Exercise - Within the listing, each line that has the string "recv" should be copied.

Data for analysis -
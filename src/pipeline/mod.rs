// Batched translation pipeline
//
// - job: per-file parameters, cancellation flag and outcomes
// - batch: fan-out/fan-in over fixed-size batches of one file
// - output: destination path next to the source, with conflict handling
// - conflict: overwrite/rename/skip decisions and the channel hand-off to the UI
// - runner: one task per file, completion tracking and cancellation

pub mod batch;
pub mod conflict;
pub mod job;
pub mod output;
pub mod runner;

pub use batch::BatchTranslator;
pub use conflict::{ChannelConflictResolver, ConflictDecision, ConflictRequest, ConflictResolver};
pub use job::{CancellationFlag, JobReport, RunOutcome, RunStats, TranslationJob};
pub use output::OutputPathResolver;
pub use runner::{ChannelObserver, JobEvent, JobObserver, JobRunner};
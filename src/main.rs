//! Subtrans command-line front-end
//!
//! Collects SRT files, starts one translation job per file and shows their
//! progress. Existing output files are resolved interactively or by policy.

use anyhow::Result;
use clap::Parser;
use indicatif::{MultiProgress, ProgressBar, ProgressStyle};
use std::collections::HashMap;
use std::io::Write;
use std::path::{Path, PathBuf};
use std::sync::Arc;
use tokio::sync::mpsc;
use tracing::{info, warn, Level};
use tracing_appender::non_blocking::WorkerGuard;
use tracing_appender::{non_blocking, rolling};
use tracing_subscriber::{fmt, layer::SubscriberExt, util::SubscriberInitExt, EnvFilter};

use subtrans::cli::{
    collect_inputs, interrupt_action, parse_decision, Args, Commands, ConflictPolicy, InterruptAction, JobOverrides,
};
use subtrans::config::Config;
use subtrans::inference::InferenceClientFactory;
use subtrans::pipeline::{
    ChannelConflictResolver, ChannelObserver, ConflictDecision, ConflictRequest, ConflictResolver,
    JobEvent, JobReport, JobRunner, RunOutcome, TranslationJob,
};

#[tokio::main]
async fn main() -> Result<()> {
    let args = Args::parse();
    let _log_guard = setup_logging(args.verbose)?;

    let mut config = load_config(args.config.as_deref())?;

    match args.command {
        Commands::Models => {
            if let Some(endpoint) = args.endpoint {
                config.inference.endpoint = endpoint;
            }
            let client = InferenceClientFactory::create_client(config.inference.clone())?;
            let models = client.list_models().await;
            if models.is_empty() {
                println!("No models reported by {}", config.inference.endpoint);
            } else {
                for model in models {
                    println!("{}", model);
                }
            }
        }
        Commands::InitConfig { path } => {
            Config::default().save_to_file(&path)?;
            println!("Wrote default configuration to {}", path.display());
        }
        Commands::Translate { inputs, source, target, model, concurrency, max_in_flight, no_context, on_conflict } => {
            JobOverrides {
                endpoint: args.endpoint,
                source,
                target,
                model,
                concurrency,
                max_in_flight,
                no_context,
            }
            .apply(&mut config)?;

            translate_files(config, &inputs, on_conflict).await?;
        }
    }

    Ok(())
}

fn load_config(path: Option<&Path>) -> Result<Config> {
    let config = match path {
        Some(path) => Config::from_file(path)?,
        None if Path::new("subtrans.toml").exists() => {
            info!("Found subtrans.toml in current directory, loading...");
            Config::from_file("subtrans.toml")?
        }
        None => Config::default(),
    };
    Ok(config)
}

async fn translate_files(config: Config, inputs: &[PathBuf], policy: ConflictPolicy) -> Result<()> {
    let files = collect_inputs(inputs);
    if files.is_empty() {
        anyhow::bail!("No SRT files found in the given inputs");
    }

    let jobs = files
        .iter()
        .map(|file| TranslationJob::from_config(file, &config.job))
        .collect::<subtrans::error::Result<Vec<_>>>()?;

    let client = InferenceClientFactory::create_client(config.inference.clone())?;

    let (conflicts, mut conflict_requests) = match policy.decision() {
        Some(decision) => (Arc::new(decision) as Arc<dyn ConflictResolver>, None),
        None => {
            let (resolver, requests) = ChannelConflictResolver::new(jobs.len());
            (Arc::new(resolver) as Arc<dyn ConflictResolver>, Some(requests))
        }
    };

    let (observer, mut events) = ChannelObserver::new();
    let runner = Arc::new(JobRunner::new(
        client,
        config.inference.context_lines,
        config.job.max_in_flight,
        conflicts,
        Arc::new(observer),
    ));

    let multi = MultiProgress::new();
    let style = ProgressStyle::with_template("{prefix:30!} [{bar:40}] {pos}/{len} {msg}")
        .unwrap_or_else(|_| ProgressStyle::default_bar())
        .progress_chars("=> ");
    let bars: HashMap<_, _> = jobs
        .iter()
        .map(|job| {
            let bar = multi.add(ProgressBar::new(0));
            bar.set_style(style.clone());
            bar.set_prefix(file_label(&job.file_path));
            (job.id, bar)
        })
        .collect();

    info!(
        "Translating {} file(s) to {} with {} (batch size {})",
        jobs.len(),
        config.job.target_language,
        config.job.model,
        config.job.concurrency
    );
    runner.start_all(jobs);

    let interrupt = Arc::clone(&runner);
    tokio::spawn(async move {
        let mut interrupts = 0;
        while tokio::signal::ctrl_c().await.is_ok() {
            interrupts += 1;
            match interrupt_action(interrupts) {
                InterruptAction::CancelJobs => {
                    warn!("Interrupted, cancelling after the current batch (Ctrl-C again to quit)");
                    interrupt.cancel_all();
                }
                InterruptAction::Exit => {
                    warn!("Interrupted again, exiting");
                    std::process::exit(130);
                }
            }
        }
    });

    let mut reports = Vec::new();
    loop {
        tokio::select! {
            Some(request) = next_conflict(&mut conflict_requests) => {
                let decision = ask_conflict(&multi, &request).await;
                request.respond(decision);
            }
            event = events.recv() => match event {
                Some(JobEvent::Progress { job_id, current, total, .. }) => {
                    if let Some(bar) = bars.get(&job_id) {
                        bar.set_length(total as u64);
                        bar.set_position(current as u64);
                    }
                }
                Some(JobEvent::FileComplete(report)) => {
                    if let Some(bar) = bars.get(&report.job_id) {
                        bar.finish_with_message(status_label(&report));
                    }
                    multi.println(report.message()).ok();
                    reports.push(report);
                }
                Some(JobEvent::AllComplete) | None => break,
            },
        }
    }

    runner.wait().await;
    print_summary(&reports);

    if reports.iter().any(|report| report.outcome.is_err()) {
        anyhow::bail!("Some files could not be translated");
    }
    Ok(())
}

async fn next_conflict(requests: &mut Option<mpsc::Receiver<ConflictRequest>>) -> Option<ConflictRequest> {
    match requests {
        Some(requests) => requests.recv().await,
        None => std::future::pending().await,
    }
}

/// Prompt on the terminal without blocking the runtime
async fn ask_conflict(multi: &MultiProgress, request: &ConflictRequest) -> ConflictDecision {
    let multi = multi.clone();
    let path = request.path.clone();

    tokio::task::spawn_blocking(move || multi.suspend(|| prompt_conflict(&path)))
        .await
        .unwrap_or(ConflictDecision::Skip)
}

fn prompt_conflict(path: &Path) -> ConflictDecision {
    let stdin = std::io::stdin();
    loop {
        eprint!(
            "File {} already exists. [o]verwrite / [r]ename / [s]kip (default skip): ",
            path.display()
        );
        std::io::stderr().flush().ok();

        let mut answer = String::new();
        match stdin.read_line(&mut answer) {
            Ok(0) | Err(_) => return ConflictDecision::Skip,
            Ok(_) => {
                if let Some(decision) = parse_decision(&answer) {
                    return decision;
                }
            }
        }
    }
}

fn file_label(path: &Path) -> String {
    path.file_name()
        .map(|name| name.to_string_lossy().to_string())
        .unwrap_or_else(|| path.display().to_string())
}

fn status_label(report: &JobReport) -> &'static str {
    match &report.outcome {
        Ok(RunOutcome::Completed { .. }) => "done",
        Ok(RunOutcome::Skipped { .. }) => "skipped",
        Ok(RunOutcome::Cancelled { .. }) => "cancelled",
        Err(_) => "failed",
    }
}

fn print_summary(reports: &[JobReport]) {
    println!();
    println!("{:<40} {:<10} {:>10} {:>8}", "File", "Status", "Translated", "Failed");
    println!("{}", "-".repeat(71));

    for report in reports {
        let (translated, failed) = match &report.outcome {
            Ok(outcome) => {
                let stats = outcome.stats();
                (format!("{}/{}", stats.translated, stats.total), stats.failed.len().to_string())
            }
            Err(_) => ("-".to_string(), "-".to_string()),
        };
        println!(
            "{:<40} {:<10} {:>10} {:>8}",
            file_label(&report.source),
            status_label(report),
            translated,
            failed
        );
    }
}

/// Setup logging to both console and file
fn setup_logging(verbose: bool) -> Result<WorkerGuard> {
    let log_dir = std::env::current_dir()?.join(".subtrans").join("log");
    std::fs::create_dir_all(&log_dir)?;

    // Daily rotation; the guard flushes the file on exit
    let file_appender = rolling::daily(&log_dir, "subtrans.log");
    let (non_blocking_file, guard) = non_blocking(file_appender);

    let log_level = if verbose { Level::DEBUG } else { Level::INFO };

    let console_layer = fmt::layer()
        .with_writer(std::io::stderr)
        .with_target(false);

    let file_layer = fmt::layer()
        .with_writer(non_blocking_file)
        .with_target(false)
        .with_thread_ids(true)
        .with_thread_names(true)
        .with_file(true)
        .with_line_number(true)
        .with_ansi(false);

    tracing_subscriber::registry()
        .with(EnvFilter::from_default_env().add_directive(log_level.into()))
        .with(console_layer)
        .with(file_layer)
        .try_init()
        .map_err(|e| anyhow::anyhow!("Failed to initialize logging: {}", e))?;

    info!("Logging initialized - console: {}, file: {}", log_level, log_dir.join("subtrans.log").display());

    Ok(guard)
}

Task result -
            event = events.recv() => match event {
        Some(requests) => requests.recv().await,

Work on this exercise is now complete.